▶ Problem to solve
Going down the data below, set down exactly the line with "let mut updated = Vec::new();" and each line after it through the line with "edu.push(r2((3.0 + 3.0"; no other lines.

Collected data
++++++

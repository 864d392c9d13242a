use std::collections::{BTreeMap, BTreeSet};

use eframe::egui::Color32;
use palette::{Hsl, IntoColor, Srgb};

use rusty_dash::Value;

// ---------------------------------------------------------------------------
// Color palette generator
// ---------------------------------------------------------------------------

/// Generates `n` visually distinct colours using evenly spaced hues.
pub fn generate_palette(n: usize) -> Vec<Color32> {
    if n == 0 {
        return Vec::new();
    }
    (0..n)
        .map(|i| {
            let hue = (i as f32 / n as f32) * 360.0;
            let hsl = Hsl::new(hue, 0.75, 0.55);
            let rgb: Srgb = hsl.into_color();
            Color32::from_rgb(
                (rgb.red * 255.0) as u8,
                (rgb.green * 255.0) as u8,
                (rgb.blue * 255.0) as u8,
            )
        })
        .collect()
}

// ---------------------------------------------------------------------------
// Color mapping: cell value → Color32
// ---------------------------------------------------------------------------

/// Maps the distinct values of a chart's colour column to distinct colours.
///
/// Built from the unfiltered table so a value keeps its colour while filters
/// change.
#[derive(Debug, Clone)]
pub struct ColorMap {
    mapping: BTreeMap<Value, Color32>,
    default_color: Color32,
}

impl ColorMap {
    pub fn new(distinct_values: &BTreeSet<Value>) -> Self {
        let palette = generate_palette(distinct_values.len());
        let mapping = distinct_values.iter().cloned().zip(palette).collect();
        ColorMap {
            mapping,
            default_color: Color32::GRAY,
        }
    }

    /// Look up the colour for a given value.
    pub fn color_for(&self, value: &Value) -> Color32 {
        self.mapping
            .get(value)
            .copied()
            .unwrap_or(self.default_color)
    }
}
use std::sync::Arc;

use anyhow::{Context, Result};
use arrow::array::{ArrayRef, Float64Array, StringArray, TimestampSecondArray};
use arrow::datatypes::{DataType, Field, Schema, TimeUnit};
use arrow::record_batch::RecordBatch;
use parquet::arrow::ArrowWriter;

const COUNTRIES: [(&str, &str, f64); 24] = [
    ("Senegal", "Africa", 0.51),
    ("Nigeria", "Africa", 0.54),
    ("Kenya", "Africa", 0.58),
    ("Morocco", "Africa", 0.68),
    ("Egypt", "Africa", 0.73),
    ("South Africa", "Africa", 0.71),
    ("France", "Europe", 0.90),
    ("Germany", "Europe", 0.94),
    ("Spain", "Europe", 0.90),
    ("Poland", "Europe", 0.88),
    ("Norway", "Europe", 0.96),
    ("Italy", "Europe", 0.89),
    ("Brazil", "Americas", 0.75),
    ("Chile", "Americas", 0.85),
    ("Mexico", "Americas", 0.76),
    ("Canada", "Americas", 0.94),
    ("Peru", "Americas", 0.76),
    ("United States", "Americas", 0.92),
    ("India", "Asia", 0.63),
    ("Japan", "Asia", 0.92),
    ("Vietnam", "Asia", 0.70),
    ("Indonesia", "Asia", 0.71),
    ("United Arab Emirates", "Asia", 0.91),
    ("Australia", "Oceania", 0.95),
];

/// Minimal deterministic PRNG (xoshiro256**)
struct SimpleRng {
    state: [u64; 4],
}

impl SimpleRng {
    fn new(seed: u64) -> Self {
        let mut s = [0u64; 4];
        let mut x = seed;
        for slot in &mut s {
            x = x.wrapping_mul(6364136223846793005).wrapping_add(1);
            *slot = x;
        }
        SimpleRng { state: s }
    }

    fn next_u64(&mut self) -> u64 {
        let result = (self.state[1].wrapping_mul(5))
            .rotate_left(7)
            .wrapping_mul(9);
        let t = self.state[1] << 17;
        self.state[2] ^= self.state[0];
        self.state[3] ^= self.state[1];
        self.state[1] ^= self.state[2];
        self.state[0] ^= self.state[3];
        self.state[2] ^= t;
        self.state[3] = self.state[3].rotate_left(45);
        result
    }

    fn next_f64(&mut self) -> f64 {
        (self.next_u64() >> 11) as f64 / (1u64 << 53) as f64
    }

    /// Box-Muller transform for normal distribution
    fn gauss(&mut self, mean: f64, std_dev: f64) -> f64 {
        let u1 = self.next_f64().max(1e-15);
        let u2 = self.next_f64();
        let z = (-2.0 * u1.ln()).sqrt() * (2.0 * std::f64::consts::PI * u2).cos();
        mean + std_dev * z
    }
}

/// Round to two decimals, like published indicator tables.
fn r2(v: f64) -> f64 {
    (v * 100.0).round() / 100.0
}

fn main() -> Result<()> {
    let mut rng = SimpleRng::new(42);

    let mut country = Vec::new();
    let mut region = Vec::new();
    let mut hdi = Vec::new();
    let mut edu = Vec::new();
    let mut dropout = Vec::new();
    let mut unemployment = Vec::new();
    let mut health = Vec::new();
    let mut infant = Vec::new();
    let mut parliament = Vec::new();
    let mut survey_date = Vec::new();
    let mut updated = Vec::new();

    // 2022-01-01T00:00:00Z
    let base_ts: i64 = 1_640_995_200;

    for (i, &(name, reg, h)) in COUNTRIES.iter().enumerate() {
        // Development drives the other indicators, plus some noise.
        let gap = 1.0 - h;
        country.push(name);
        region.push(reg);
        hdi.push(h);
        edu.push(r2((3.0 + 3.0 * h + rng.gauss(0.0, 0.6)).max(1.0)));
        dropout.push(r2((45.0 * gap + rng.gauss(0.0, 3.0)).max(0.5)));
        unemployment.push(r2((4.0 + 12.0 * gap + rng.gauss(0.0, 2.0)).max(1.0)));
        health.push(r2((2.0 + 9.0 * h + rng.gauss(0.0, 1.0)).max(1.0)));
        infant.push(r2((80.0 * gap * gap + 2.0 + rng.gauss(0.0, 2.0)).max(1.5)));
        parliament.push(r2((10.0 + 35.0 * h + rng.gauss(0.0, 6.0)).clamp(3.0, 60.0)));

        let day = 1 + (i % 28);
        let month = 1 + (i % 12);
        survey_date.push(format!("2022/{month:02}/{day:02} {:02}:{:02}:00", i % 24, (i * 7) % 60));
        updated.push(base_ts + (i as i64) * 86_400 * 9);
    }

    let n_rows = country.len();
    let schema = Arc::new(Schema::new(vec![
        Field::new("country", DataType::Utf8, false),
        Field::new("region", DataType::Utf8, false),
        Field::new("HDI_XXI", DataType::Float64, false),
        Field::new("gdp_perc_education", DataType::Float64, false),
        Field::new("kids_perc_dropout", DataType::Float64, false),
        Field::new("unemployement", DataType::Float64, false),
        Field::new("gdp_perc_health", DataType::Float64, false),
        Field::new("infant_mortality", DataType::Float64, false),
        Field::new("parliament_gender_equity", DataType::Float64, false),
        Field::new("survey_date", DataType::Utf8, false),
        Field::new(
            "last_update",
            DataType::Timestamp(TimeUnit::Second, Some("+01:00".into())),
            false,
        ),
    ]));

    let columns: Vec<ArrayRef> = vec![
        Arc::new(StringArray::from(country)),
        Arc::new(StringArray::from(region)),
        Arc::new(Float64Array::from(hdi)),
        Arc::new(Float64Array::from(edu)),
        Arc::new(Float64Array::from(dropout)),
        Arc::new(Float64Array::from(unemployment)),
        Arc::new(Float64Array::from(health)),
        Arc::new(Float64Array::from(infant)),
        Arc::new(Float64Array::from(parliament)),
        Arc::new(StringArray::from(survey_date)),
        Arc::new(TimestampSecondArray::from(updated).with_timezone("+01:00")),
    ];
    let batch = RecordBatch::try_new(schema.clone(), columns).context("building record batch")?;

    // Write Parquet
    let output_path = "sample_world.parquet";
    let file = std::fs::File::create(output_path).context("creating output file")?;
    let mut writer = ArrowWriter::try_new(file, schema, None).context("creating parquet writer")?;
    writer.write(&batch).context("writing batch")?;
    writer.close().context("closing parquet writer")?;

    println!("Wrote {n_rows} countries to {output_path}");
    Ok(())
}
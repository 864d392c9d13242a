use chrono::{NaiveDate, NaiveDateTime, NaiveTime};
use eframe::egui::{self, Color32, RichText, ScrollArea, Ui};
use egui_extras::DatePickerButton;

use rusty_dash::data::predicate::numeric_control;
use rusty_dash::{ColumnKind, FilterParams};

use crate::state::AppState;

// ---------------------------------------------------------------------------
// Left side panel – filter widgets
// ---------------------------------------------------------------------------

/// Render the left filter panel.
pub fn side_panel(ui: &mut Ui, state: &mut AppState) {
    // ---- Logo (centered) ----
    if let Some(logo) = &state.config.logo {
        let uri = format!("file://{}", logo.display());
        ui.vertical_centered(|ui: &mut Ui| {
            ui.add(
                egui::Image::new(uri)
                    .max_width(ui.available_width() * 0.8)
                    .max_height(120.0)
                    .rounding(4.0),
            );
        });
        ui.add_space(4.0);
    }

    ui.heading("Filters");
    ui.separator();

    let Some(prepared) = &state.prepared else {
        ui.label("No dataset loaded.");
        return;
    };

    // Clone what we need so we can mutate state inside the loop.
    let columns: Vec<(String, ColumnKind)> = prepared
        .schema
        .iter()
        .map(|(name, kind)| (name.to_string(), kind))
        .collect();

    let mut enabled = state.filters.enabled;
    if ui.checkbox(&mut enabled, "Add filters").changed() {
        state.set_filtering_enabled(enabled);
    }
    if !state.filters.enabled {
        return;
    }

    ScrollArea::vertical()
        .auto_shrink([false, false])
        .show(ui, |ui: &mut Ui| {
            // ---- Column selection ----
            egui::CollapsingHeader::new(RichText::new("Filter dataframe on").strong())
                .default_open(true)
                .show(ui, |ui: &mut Ui| {
                    for (col, kind) in &columns {
                        let mut selected = state.filters.is_selected(col);
                        let label = format!("{col}  ({kind})");
                        if ui.checkbox(&mut selected, label).changed() {
                            state.toggle_column(col);
                        }
                    }
                });
            ui.separator();

            // ---- Per-column filter widgets, in selection order ----
            let specs = state.filters.specs().to_vec();
            for spec in specs {
                let col = spec.column.as_str();
                match spec.params {
                    FilterParams::Categorical { .. } => categorical_control(ui, state, col),
                    FilterParams::Numeric { lo, hi } => numeric_filter(ui, state, col, lo, hi),
                    FilterParams::Temporal { start, end } => {
                        temporal_filter(ui, state, col, start, end);
                    }
                    FilterParams::Text { pattern, literal } => {
                        text_filter(ui, state, col, pattern, literal);
                    }
                }
                ui.add_space(4.0);
            }

            if let Some(err) = &state.filter_error {
                ui.label(RichText::new(err).color(Color32::RED));
            }
        });
}

/// Multi-select checkboxes over the column's distinct values.
fn categorical_control(ui: &mut Ui, state: &mut AppState, col: &str) {
    let Some(all_values) = state.unique_values.get(col).cloned() else {
        return;
    };
    let n_total = all_values.len();
    let n_selected = match state.filters.get(col) {
        Some(FilterParams::Categorical { allowed }) => allowed.len(),
        _ => 0,
    };
    let header_text = format!("Values for {col}  ({n_selected}/{n_total})");

    egui::CollapsingHeader::new(RichText::new(header_text).strong())
        .id_salt(col)
        .default_open(true)
        .show(ui, |ui: &mut Ui| {
            // Select all / none buttons
            ui.horizontal(|ui: &mut Ui| {
                if ui.small_button("All").clicked() {
                    state.select_all(col);
                }
                if ui.small_button("None").clicked() {
                    state.select_none(col);
                }
            });

            for val in &all_values {
                let mut checked = match state.filters.get(col) {
                    Some(FilterParams::Categorical { allowed }) => allowed.contains(val),
                    _ => false,
                };
                if ui.checkbox(&mut checked, val.to_string()).changed() {
                    state.toggle_filter_value(col, val);
                }
            }
        });
}

/// Two sliders over the column's range, stepping by a hundredth of it.
fn numeric_filter(ui: &mut Ui, state: &mut AppState, col: &str, mut lo: f64, mut hi: f64) {
    let Some(control) = state
        .prepared
        .as_ref()
        .and_then(|p| p.table.column(col))
        .and_then(numeric_control)
    else {
        return;
    };

    ui.strong(format!("Values for {col}"));
    let range = control.min..=control.max;
    let mut changed = false;
    for (label, value) in [("from", &mut lo), ("to", &mut hi)] {
        let mut slider = egui::Slider::new(value, range.clone()).text(label);
        if control.step > 0.0 {
            slider = slider.step_by(control.step);
        }
        changed |= ui.add(slider).changed();
    }
    if changed {
        state.update_params(col, FilterParams::Numeric { lo, hi });
    }
}

/// Start and end date pickers. Either end can be cleared, which switches the
/// filter off until both are set again.
fn temporal_filter(
    ui: &mut Ui,
    state: &mut AppState,
    col: &str,
    mut start: Option<NaiveDateTime>,
    mut end: Option<NaiveDateTime>,
) {
    let bounds = state
        .prepared
        .as_ref()
        .and_then(|p| p.table.column(col))
        .and_then(|c| c.temporal_bounds());

    ui.strong(format!("Values for {col}"));
    let mut changed = false;
    for (label, value, fallback) in [
        ("start", &mut start, bounds.map(|b| b.0)),
        ("end", &mut end, bounds.map(|b| b.1)),
    ] {
        ui.horizontal(|ui: &mut Ui| {
            ui.label(label);
            match *value {
                Some(dt) => {
                    let mut date: NaiveDate = dt.date();
                    let salt = format!("{col}_{label}");
                    if ui.add(DatePickerButton::new(&mut date).id_salt(&salt)).changed() {
                        *value = Some(date.and_time(NaiveTime::MIN));
                        changed = true;
                    }
                    if ui.small_button("✕").clicked() {
                        *value = None;
                        changed = true;
                    }
                }
                None => {
                    if ui.small_button("set").clicked() {
                        *value = fallback;
                        changed = true;
                    }
                }
            }
        });
    }
    if start.is_none() || end.is_none() {
        ui.weak("Pick both dates to apply this filter.");
    }
    if changed {
        state.update_params(col, FilterParams::Temporal { start, end });
    }
}

/// Substring or regular expression box.
fn text_filter(ui: &mut Ui, state: &mut AppState, col: &str, mut pattern: String, mut literal: bool) {
    ui.strong(format!("Substring or regex in {col}"));
    let edited = ui
        .add(egui::TextEdit::singleline(&mut pattern).hint_text("e.g. ^Sen"))
        .changed();
    let toggled = ui.checkbox(&mut literal, "Match literally").changed();
    if edited || toggled {
        state.update_params(col, FilterParams::Text { pattern, literal });
    }
}

// ---------------------------------------------------------------------------
// Top bar
// ---------------------------------------------------------------------------

/// Render the top menu / toolbar.
pub fn top_bar(ui: &mut Ui, state: &mut AppState) {
    egui::menu::bar(ui, |ui: &mut Ui| {
        ui.menu_button("File", |ui: &mut Ui| {
            if ui.button("Open…").clicked() {
                open_file_dialog(state);
                ui.close_menu();
            }
            if ui
                .add_enabled(state.source.is_some(), egui::Button::new("Reload"))
                .clicked()
            {
                state.reload();
                ui.close_menu();
            }
        });

        ui.separator();

        if let Some(table) = &state.table {
            ui.label(format!(
                "{} rows loaded, {} visible",
                table.len(),
                state.visible_rows
            ));
        }

        if let Some(msg) = &state.status_message {
            ui.separator();
            ui.label(RichText::new(msg).color(Color32::RED));
        }
    });
}

// ---------------------------------------------------------------------------
// File dialog
// ---------------------------------------------------------------------------

pub fn open_file_dialog(state: &mut AppState) {
    let file = rfd::FileDialog::new()
        .set_title("Open tabular data")
        .add_filter(
            "Supported files",
            &["xlsx", "xlsm", "xls", "ods", "csv", "json", "parquet", "pq"],
        )
        .add_filter("Spreadsheet", &["xlsx", "xlsm", "xls", "ods"])
        .add_filter("CSV", &["csv"])
        .add_filter("JSON", &["json"])
        .add_filter("Parquet", &["parquet", "pq"])
        .pick_file();

    if let Some(path) = file {
        state.load_path(&path);
    }
}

++++++

▶ Solution for this exercise
    let mut updated = Vec::new();

    // 2022-01-01T00:00:00Z
    let base_ts: i64 = 1_640_995_200;

    for (i, &(name, reg, h)) in COUNTRIES.iter().enumerate() {
        // Development drives the other indicators, plus some noise.
        let gap = 1.0 - h;
        country.push(name);
        region.push(reg);
        hdi.push(h);
        edu.push(r2((3.0 + 3.0 * h + rng.gauss(0.0, 0.6)).max(1.0)));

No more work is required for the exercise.